Experimental studies have also established that the active ingredients include symmetry, order, proportion and balance. Since beauty is so powerful and important, we can be thankful that there are many ways to be beautiful, and very many sources. And though we most readily think of experiencing that energy through our five physical senses of sight, sound, taste, touch and smell, other dimensions are even more potent. For example, there is movement-which can be the internal, kinaesthetic sense of our own bodies in dance or sport; or the thrill of seeing an art or craft well performed. Consider, too, how ideas, insights, and solutions, can be deemed beautiful. Among scientists, Einstein's Theory of Relativity is unanimously praised for its extraordinary beauty.
Yale's David Gelernter, a professor of computer science, has argued convincingly that "lust for beauty" has driven the great technological discoveries. It is no accient, he would claim, that Mitchell's Spitfire, with its Merlin engines and distinctive wings, could help win a war while also seeming wonderful to the eye and ear.

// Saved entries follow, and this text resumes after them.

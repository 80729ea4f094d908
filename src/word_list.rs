//! `word_list` — load and normalize the word list the dictionary is built from.
//!
//! The input is plain text with one word per line. Parsing works from an in-memory string
//! (usable from WASM, where there is no filesystem) and, on native builds, from a path.
//!
//! The parsing logic:
//! - Each line is trimmed.
//! - Empty lines and lines starting with `#` are skipped.
//! - Lines with whitespace inside the word are skipped (grid cells never hold whitespace).
//! - Words are uppercased letter by letter, the same way grid cells are.
//! - Duplicates are dropped, keeping the first occurrence.
//!
//! Words that are too short to index are kept here; the dictionary decides what to ignore.

use crate::grid::normalize_letter;
use std::collections::HashSet;

/// A processed, ready-to-index word list.
#[derive(Debug, Clone, Default)]
pub struct WordList {
    /// Uppercase words in file order, without duplicates.
    pub words: Vec<String>,
}

impl WordList {
    /// Parse a raw word list from an in-memory string.
    #[must_use]
    pub fn parse_from_str(contents: &str) -> WordList {
        let mut seen = HashSet::new();
        let words = contents
            .lines()
            .filter_map(|raw_line| {
                let line = raw_line.trim();
                if line.is_empty() || line.starts_with('#') || line.contains(char::is_whitespace) {
                    None
                } else {
                    Some(line.chars().map(normalize_letter).collect::<String>())
                }
            })
            .filter(|word| seen.insert(word.clone()))
            .collect();

        WordList { words }
    }

    /// Native-only convenience method: read from a file path and parse.
    ///
    /// # Errors
    ///
    /// Will return an `Error` if unable to read a file at `path`.
    #[cfg(not(target_arch = "wasm32"))]
    pub fn load_from_path<P: AsRef<std::path::Path>>(path: P) -> std::io::Result<WordList> {
        let path_ref = path.as_ref();

        let data = std::fs::read_to_string(path_ref).map_err(|e| {
            std::io::Error::new(
                e.kind(),
                format!("failed to read word list from '{}': {}", path_ref.display(), e),
            )
        })?;

        Ok(Self::parse_from_str(&data))
    }

    #[must_use]
    pub fn len(&self) -> usize {
        self.words.len()
    }

    #[must_use]
    pub fn is_empty(&self) -> bool {
        self.words.is_empty()
    }
}
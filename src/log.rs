//! Logger setup for the CLI (`env_logger`) and the browser (`console_log`).
//!
//! Scan progress goes out at `info`; per-line decoding and each found word at `debug`.

use log::LevelFilter;

/// Set to anything but `""`, `0` or `false` to get debug output from the CLI.
pub const DEBUG_ENV_VAR: &str = "WORDGRID_DEBUG";

/// Whether [`DEBUG_ENV_VAR`] asks for debug output.
#[must_use]
pub fn debug_requested() -> bool {
    debug_flag(std::env::var(DEBUG_ENV_VAR).ok().as_deref())
}

fn debug_flag(value: Option<&str>) -> bool {
    match value.map(str::trim) {
        None | Some("" | "0") => false,
        Some(v) => !v.eq_ignore_ascii_case("false"),
    }
}

fn level(debug_enabled: bool) -> LevelFilter {
    if debug_enabled {
        LevelFilter::Debug
    } else {
        LevelFilter::Info
    }
}

/// Install the logger for this target. A second call keeps the first logger.
///
/// On native builds `RUST_LOG`, when set, replaces the level chosen here.
pub fn init_logger(debug_enabled: bool) {
    let level = level(debug_enabled);

    #[cfg(target_arch = "wasm32")]
    {
        let console_level = level.to_level().unwrap_or(log::Level::Info);
        if let Err(e) = console_log::init_with_level(console_level) {
            web_sys::console::error_1(&format!("wordgrid: console logging unavailable ({e})").into());
        }
    }

    #[cfg(not(target_arch = "wasm32"))]
    {
        let mut builder = env_logger::Builder::new();
        builder
            .filter(None, level)
            .format_timestamp(None)
            .format_module_path(false)
            .format_target(false);

        if let Ok(filters) = std::env::var("RUST_LOG") {
            builder.parse_filters(&filters);
        }

        if builder.try_init().is_ok() {
            log::debug!("logging at {level}");
        }
    }
}
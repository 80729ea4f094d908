//! The letter grid searched for words.
//!
//! A [`Grid`] is an immutable `height × width` matrix of `char`s. Rectangularity is
//! checked once, here, so the search can index cells without re-validating.
//!
//! Cells are stored uppercase, matching the normalization [`WordList`](crate::word_list::WordList)
//! applies to words, so lowercase grids and word lists still meet.

use crate::errors::ParseError;
use std::fmt;
use std::str::FromStr;

/// Uppercase form of a single letter.
///
/// Letters whose uppercase form is more than one `char` (like `ß`) are kept as they are,
/// so a row never changes length.
#[must_use]
pub fn normalize_letter(c: char) -> char {
    let mut upper = c.to_uppercase();
    match (upper.next(), upper.next()) {
        (Some(u), None) => u,
        _ => c,
    }
}

/// Lines that hold grid rows: everything except blank or whitespace-only lines.
pub(crate) fn grid_lines(text: &str) -> impl Iterator<Item = &str> {
    text.lines().filter(|line| !line.trim().is_empty())
}

#[derive(Debug, Clone, PartialEq, Eq)]
pub struct Grid {
    cells: Vec<char>,
    height: usize,
    width: usize,
}

impl Grid {
    /// Build a grid from its rows, one `char` per cell, uppercased with [`normalize_letter`].
    ///
    /// # Errors
    ///
    /// - `ParseError::EmptyGrid` if there are no rows or the first row is empty.
    /// - `ParseError::RaggedGrid` if any row's length differs from the first row's.
    pub fn from_rows<I, S>(rows: I) -> Result<Grid, Box<ParseError>>
    where
        I: IntoIterator<Item = S>,
        S: AsRef<str>,
    {
        let mut cells = Vec::new();
        let mut height = 0;
        let mut width = 0;

        for row in rows {
            let before = cells.len();
            cells.extend(row.as_ref().chars().map(normalize_letter));
            let found = cells.len() - before;

            if height == 0 {
                width = found;
            } else if found != width {
                return Err(Box::new(ParseError::RaggedGrid { row: height + 1, expected: width, found }));
            }
            height += 1;
        }

        if height == 0 || width == 0 {
            return Err(Box::new(ParseError::EmptyGrid));
        }

        debug_assert_eq!(cells.len(), height * width);
        Ok(Grid { cells, height, width })
    }

    #[must_use]
    pub fn height(&self) -> usize {
        self.height
    }

    #[must_use]
    pub fn width(&self) -> usize {
        self.width
    }

    /// Number of cells (`height * width`).
    #[must_use]
    pub fn len(&self) -> usize {
        self.cells.len()
    }

    /// Always false for a constructed grid; present for API symmetry with `len`.
    #[must_use]
    pub fn is_empty(&self) -> bool {
        self.cells.is_empty()
    }

    /// The cell at `(row, col)`, or `None` if the coordinates fall outside the grid.
    ///
    /// Coordinates are signed so callers can step off the edge without underflow.
    #[must_use]
    pub fn get(&self, row: isize, col: isize) -> Option<char> {
        self.index_of(row, col).map(|i| self.cells[i])
    }

    /// Flat index of `(row, col)`, or `None` when out of bounds.
    pub(crate) fn index_of(&self, row: isize, col: isize) -> Option<usize> {
        let row = usize::try_from(row).ok()?;
        let col = usize::try_from(col).ok()?;
        (row < self.height && col < self.width).then(|| row * self.width + col)
    }

    /// Iterate over the rows as strings.
    pub fn rows(&self) -> impl Iterator<Item = String> + '_ {
        self.cells.chunks(self.width).map(|row| row.iter().collect())
    }
}

impl FromStr for Grid {
    type Err = Box<ParseError>;

    /// One row per line; blank and whitespace-only lines are skipped.
    fn from_str(s: &str) -> Result<Self, Self::Err> {
        Grid::from_rows(grid_lines(s))
    }
}

impl fmt::Display for Grid {
    fn fmt(&self, f: &mut fmt::Formatter<'_>) -> fmt::Result {
        for (i, row) in self.rows().enumerate() {
            if i > 0 {
                writeln!(f)?;
            }
            write!(f, "{row}")?;
        }
        Ok(())
    }
}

And just as the plan for a bank robbery, a bridge, or a computer program can all work beautifully, so can a whole personality. We know from the studies of many lifetimes that humans find a balance of loving and confidence and kindness and humour to be highly attractive and very healthy qualities.
Yet, the greatest source of beauty, for the sheer intensity and volume of positive emotion it brings to our lives, is the beautiful relationship--the one in which we can thrive and flourish and grow beyond ourselves. This fertile bond can exist between two living things, or a person and a place, or a person and a skill, and the world becomes only more beautiful the more deeply we understand it. Therefore, we will find profound happiness in narturing and appreciating diverse beauties in whatever ways we can.